# Problem description
The records that follow must be repeated exactly as they stand.

# Provided records
------------------------------

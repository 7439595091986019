//! In-memory topic manager adapter.

use async_trait::async_trait;
use dashmap::DashMap;
use venice_controller_types::ControllerError;

use super::traits::{TopicInfo, TopicManager};
use crate::ControllerResult;

pub struct InMemoryTopicManager {
    topics: DashMap<String, TopicInfo>,
}

impl InMemoryTopicManager {
    #[must_use]
    pub fn new() -> Self {
        Self { topics: DashMap::new() }
    }
}

impl Default for InMemoryTopicManager {
    fn default() -> Self {
        Self::new()
    }
}

#[async_trait]
impl TopicManager for InMemoryTopicManager {
    async fn list_topics(&self) -> ControllerResult<Vec<TopicInfo>> {
        Ok(self.topics.iter().map(|entry| entry.value().clone()).collect())
    }

    async fn create_topic(
        &self,
        name: &str,
        partition_count: u32,
        replication_factor: u32,
        retention_ms: u64,
    ) -> ControllerResult<()> {
        if self.topics.contains_key(name) {
            return Err(ControllerError::AlreadyExists(format!("topic '{name}'")));
        }
        self.topics.insert(
            name.to_string(),
            TopicInfo {
                name: name.to_string(),
                partition_count,
                replication_factor,
                retention_ms,
            },
        );
        Ok(())
    }

    async fn contains_topic(&self, name: &str) -> ControllerResult<bool> {
        Ok(self.topics.contains_key(name))
    }

    async fn update_retention(&self, name: &str, retention_ms: u64) -> ControllerResult<()> {
        let mut topic = self
            .topics
            .get_mut(name)
            .ok_or_else(|| ControllerError::NotFound(format!("topic '{name}'")))?;
        topic.retention_ms = retention_ms;
        Ok(())
    }

    async fn is_retention_below_threshold(&self, name: &str, threshold_ms: u64) -> ControllerResult<bool> {
        let topic = self
            .topics
            .get(name)
            .ok_or_else(|| ControllerError::NotFound(format!("topic '{name}'")))?;
        Ok(topic.retention_ms < threshold_ms)
    }

    async fn delete_topic(&self, name: &str) -> ControllerResult<()> {
        self.topics.remove(name);
        Ok(())
    }
}
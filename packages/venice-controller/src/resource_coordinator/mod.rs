//! Resource coordinator adapter.

mod memory;
mod traits;

pub use memory::InMemoryResourceCoordinator;
pub use traits::{ClusterTopology, ExternalView, Rebalancer, ResourceCoordinator};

------------------------------

# Result of the task
repository 7439595091986019
//! In-memory topic manager adapter.

use async_trait::async_trait;
use dashmap::DashMap;
use venice_controller_types::ControllerError;

use super::traits::{TopicInfo, TopicManager};
use crate::ControllerResult;

pub struct InMemoryTopicManager {
    topics: DashMap<String, TopicInfo>,
}

impl InMemoryTopicManager {
    #[must_use]
    pub fn new() -> Self {
        Self { topics: DashMap::new() }
    }
}

impl Default for InMemoryTopicManager {
    fn default() -> Self {
        Self::new()
    }
}

#[async_trait]
impl TopicManager for InMemoryTopicManager {
    async fn list_topics(&self) -> ControllerResult<Vec<TopicInfo>> {
        Ok(self.topics.iter().map(|entry| entry.value().clone()).collect())
    }

    async fn create_topic(
        &self,
        name: &str,
        partition_count: u32,
        replication_factor: u32,
        retention_ms: u64,
    ) -> ControllerResult<()> {
        if self.topics.contains_key(name) {
            return Err(ControllerError::AlreadyExists(format!("topic '{name}'")));
        }
        self.topics.insert(
            name.to_string(),
            TopicInfo {
                name: name.to_string(),
                partition_count,
                replication_factor,
                retention_ms,
            },
        );
        Ok(())
    }

    async fn contains_topic(&self, name: &str) -> ControllerResult<bool> {
        Ok(self.topics.contains_key(name))
    }

    async fn update_retention(&self, name: &str, retention_ms: u64) -> ControllerResult<()> {
        let mut topic = self
            .topics
            .get_mut(name)
            .ok_or_else(|| ControllerError::NotFound(format!("topic '{name}'")))?;
        topic.retention_ms = retention_ms;
        Ok(())
    }

    async fn is_retention_below_threshold(&self, name: &str, threshold_ms: u64) -> ControllerResult<bool> {
        let topic = self
            .topics
            .get(name)
            .ok_or_else(|| ControllerError::NotFound(format!("topic '{name}'")))?;
        Ok(topic.retention_ms < threshold_ms)
    }

    async fn delete_topic(&self, name: &str) -> ControllerResult<()> {
        self.topics.remove(name);
        Ok(())
    }
}
filename packages/venice-controller/src/resource_coordinator/mod.rs
//! Resource coordinator adapter.

mod memory;
mod traits;

pub use memory::InMemoryResourceCoordinator;
pub use traits::{ClusterTopology, ExternalView, Rebalancer, ResourceCoordinator};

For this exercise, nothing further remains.